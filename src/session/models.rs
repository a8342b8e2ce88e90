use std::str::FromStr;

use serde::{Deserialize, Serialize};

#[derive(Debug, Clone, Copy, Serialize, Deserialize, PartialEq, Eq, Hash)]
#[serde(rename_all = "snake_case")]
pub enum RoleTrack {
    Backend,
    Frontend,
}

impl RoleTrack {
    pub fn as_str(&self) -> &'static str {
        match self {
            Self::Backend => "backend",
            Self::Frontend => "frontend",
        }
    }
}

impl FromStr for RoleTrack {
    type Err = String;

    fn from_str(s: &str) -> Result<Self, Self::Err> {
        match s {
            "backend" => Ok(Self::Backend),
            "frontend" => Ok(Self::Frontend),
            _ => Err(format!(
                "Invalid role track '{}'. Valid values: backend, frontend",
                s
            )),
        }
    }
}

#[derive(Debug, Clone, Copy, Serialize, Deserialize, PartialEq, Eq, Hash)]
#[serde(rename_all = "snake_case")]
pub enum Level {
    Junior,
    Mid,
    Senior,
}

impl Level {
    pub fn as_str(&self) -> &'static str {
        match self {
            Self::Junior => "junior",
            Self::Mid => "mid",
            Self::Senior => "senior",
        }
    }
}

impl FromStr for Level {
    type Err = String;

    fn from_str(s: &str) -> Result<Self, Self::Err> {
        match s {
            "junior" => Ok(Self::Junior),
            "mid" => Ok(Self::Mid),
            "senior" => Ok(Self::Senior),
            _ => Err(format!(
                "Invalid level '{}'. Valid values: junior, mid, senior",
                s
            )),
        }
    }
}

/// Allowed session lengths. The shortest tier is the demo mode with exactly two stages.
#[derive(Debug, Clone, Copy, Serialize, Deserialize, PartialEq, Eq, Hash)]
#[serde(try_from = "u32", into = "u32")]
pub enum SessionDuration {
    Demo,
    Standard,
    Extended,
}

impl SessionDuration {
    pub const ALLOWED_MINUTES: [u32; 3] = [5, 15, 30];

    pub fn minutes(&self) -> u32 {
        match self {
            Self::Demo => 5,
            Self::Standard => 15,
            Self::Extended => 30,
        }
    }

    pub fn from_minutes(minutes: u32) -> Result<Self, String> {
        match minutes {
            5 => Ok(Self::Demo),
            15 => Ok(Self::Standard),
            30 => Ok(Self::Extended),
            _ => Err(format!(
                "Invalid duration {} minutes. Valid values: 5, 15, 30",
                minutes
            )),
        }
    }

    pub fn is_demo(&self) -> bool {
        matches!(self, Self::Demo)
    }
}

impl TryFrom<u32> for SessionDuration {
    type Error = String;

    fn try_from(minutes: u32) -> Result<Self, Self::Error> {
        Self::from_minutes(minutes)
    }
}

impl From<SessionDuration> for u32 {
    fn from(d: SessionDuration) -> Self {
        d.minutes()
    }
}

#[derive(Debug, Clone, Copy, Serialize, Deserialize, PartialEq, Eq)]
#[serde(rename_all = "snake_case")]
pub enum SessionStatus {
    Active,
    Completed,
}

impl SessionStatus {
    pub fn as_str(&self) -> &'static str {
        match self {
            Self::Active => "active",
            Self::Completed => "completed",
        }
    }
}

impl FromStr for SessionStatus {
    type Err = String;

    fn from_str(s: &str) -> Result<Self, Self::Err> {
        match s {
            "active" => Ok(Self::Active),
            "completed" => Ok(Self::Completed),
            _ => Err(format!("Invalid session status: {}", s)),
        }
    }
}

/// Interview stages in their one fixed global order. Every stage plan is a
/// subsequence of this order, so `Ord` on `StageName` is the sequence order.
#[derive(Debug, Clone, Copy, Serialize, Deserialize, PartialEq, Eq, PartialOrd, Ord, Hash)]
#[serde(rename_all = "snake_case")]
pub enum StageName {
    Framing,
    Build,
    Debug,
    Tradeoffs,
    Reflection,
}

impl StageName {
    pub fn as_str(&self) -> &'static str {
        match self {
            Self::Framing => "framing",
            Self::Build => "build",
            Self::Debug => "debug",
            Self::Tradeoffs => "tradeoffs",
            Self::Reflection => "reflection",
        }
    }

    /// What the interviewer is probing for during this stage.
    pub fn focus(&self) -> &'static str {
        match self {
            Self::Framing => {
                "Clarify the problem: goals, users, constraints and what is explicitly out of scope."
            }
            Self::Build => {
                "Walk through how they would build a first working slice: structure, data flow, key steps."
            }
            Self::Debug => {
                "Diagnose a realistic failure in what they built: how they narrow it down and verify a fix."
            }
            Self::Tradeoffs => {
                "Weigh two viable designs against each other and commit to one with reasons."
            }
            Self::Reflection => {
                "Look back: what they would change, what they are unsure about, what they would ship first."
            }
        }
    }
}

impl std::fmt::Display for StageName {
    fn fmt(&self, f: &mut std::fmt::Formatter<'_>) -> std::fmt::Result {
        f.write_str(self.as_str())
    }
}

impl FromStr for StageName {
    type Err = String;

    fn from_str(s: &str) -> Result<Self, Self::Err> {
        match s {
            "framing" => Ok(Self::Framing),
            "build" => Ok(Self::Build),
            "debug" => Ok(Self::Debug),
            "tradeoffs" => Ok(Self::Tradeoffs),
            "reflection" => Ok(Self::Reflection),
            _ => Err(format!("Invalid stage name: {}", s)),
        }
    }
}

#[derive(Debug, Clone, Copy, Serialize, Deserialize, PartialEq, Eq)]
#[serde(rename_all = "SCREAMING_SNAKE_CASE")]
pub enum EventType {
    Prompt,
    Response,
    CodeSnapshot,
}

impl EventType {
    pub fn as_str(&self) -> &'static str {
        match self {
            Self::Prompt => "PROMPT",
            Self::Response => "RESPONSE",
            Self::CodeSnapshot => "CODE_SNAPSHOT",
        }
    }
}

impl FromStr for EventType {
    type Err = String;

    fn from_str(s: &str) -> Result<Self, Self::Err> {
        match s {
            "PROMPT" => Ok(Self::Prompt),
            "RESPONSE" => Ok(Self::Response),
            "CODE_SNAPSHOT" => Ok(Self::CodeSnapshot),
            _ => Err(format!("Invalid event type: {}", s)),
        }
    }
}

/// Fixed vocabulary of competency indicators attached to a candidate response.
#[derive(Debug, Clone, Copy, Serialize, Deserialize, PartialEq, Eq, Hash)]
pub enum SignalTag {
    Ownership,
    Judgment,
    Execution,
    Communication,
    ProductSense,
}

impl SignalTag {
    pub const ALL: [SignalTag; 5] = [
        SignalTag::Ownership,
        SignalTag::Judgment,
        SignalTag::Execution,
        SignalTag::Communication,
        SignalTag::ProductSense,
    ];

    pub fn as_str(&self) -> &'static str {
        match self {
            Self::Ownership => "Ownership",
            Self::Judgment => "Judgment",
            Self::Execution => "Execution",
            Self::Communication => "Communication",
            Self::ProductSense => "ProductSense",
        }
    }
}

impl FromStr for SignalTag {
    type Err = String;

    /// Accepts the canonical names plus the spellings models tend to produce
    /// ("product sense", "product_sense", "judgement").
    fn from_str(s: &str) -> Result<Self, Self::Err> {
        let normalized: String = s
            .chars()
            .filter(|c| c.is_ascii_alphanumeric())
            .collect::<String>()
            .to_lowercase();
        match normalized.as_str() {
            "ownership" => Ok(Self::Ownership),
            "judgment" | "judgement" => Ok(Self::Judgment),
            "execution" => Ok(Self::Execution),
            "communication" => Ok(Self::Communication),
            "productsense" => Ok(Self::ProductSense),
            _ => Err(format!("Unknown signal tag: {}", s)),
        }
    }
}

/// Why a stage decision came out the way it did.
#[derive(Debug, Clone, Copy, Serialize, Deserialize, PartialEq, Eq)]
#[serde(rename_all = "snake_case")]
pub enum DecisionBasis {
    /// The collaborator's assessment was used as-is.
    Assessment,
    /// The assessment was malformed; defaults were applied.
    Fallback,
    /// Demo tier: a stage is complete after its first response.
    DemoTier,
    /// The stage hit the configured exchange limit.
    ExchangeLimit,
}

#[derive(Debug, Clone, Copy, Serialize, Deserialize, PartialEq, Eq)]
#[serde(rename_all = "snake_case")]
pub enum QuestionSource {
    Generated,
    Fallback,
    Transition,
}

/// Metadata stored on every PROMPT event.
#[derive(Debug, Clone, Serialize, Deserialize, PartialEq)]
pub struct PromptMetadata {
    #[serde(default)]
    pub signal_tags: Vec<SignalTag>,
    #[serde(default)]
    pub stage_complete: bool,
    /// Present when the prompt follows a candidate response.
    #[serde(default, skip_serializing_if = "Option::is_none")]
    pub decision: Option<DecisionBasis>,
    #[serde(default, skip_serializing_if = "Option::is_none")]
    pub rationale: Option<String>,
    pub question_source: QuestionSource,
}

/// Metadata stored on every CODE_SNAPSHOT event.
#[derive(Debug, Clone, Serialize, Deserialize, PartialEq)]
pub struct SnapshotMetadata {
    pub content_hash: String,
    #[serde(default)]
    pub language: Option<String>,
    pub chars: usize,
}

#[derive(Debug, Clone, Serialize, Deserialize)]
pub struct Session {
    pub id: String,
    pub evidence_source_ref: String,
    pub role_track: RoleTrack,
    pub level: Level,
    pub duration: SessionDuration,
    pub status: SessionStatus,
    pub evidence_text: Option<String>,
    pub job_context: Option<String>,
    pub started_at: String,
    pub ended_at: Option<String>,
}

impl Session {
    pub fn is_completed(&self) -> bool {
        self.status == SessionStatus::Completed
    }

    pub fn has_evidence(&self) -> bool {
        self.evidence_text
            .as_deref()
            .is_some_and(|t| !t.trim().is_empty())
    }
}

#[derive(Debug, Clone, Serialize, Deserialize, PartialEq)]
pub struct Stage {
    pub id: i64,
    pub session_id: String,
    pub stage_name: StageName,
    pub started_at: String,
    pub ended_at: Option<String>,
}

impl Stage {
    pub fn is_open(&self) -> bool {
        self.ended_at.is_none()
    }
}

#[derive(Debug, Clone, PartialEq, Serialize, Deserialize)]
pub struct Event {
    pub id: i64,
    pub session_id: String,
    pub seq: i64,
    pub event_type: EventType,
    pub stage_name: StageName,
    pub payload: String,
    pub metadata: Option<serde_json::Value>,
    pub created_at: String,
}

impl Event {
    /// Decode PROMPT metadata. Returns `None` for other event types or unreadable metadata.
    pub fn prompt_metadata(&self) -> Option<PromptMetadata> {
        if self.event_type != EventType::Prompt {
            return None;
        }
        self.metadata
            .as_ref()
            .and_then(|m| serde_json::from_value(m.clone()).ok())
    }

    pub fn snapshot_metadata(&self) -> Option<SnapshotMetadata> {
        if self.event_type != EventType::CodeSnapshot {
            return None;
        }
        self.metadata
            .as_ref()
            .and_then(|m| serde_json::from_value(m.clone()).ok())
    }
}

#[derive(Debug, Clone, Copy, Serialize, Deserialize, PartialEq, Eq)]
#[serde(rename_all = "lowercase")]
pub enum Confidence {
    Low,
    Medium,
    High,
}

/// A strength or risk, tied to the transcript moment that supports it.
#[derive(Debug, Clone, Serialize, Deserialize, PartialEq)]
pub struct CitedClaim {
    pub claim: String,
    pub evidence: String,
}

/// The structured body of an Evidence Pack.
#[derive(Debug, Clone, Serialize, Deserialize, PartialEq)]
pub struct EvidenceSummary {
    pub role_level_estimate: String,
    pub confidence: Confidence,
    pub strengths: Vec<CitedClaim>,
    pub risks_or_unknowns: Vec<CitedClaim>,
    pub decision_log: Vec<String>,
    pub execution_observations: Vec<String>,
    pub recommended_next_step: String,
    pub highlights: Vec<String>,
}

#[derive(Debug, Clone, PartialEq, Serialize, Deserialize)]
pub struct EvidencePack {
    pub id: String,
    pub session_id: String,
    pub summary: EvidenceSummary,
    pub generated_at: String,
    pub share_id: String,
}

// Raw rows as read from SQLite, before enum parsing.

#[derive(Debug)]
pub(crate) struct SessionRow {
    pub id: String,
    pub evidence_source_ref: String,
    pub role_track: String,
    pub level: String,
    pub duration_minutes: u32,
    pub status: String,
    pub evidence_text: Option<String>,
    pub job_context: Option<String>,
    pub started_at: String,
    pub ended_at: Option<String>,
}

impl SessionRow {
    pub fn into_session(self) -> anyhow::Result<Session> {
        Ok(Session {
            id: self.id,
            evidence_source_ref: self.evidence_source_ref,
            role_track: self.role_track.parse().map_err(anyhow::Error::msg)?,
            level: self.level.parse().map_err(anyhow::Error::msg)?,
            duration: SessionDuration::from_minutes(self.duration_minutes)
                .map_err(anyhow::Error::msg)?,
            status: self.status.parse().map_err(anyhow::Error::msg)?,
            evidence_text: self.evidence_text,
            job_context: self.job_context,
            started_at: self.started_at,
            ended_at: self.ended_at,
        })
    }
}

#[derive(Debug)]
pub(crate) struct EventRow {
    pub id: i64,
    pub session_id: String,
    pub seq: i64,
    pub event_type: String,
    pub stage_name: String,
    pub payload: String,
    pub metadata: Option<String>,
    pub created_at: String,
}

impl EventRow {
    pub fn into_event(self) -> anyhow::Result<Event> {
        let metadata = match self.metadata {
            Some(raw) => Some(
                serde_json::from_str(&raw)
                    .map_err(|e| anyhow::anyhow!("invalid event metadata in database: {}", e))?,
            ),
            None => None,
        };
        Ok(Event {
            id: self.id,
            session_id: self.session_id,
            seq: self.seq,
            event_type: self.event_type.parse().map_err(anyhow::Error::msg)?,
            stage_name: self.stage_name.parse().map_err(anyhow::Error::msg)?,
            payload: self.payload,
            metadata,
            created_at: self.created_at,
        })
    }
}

=-=-=-=-=

### AIM OF THE EXERCISE
Each line that includes the string "stored" should be copied from the data.

### SOLUTION FOR THIS PROBLEM
/// Metadata stored on every PROMPT event.
/// Metadata stored on every CODE_SNAPSHOT event.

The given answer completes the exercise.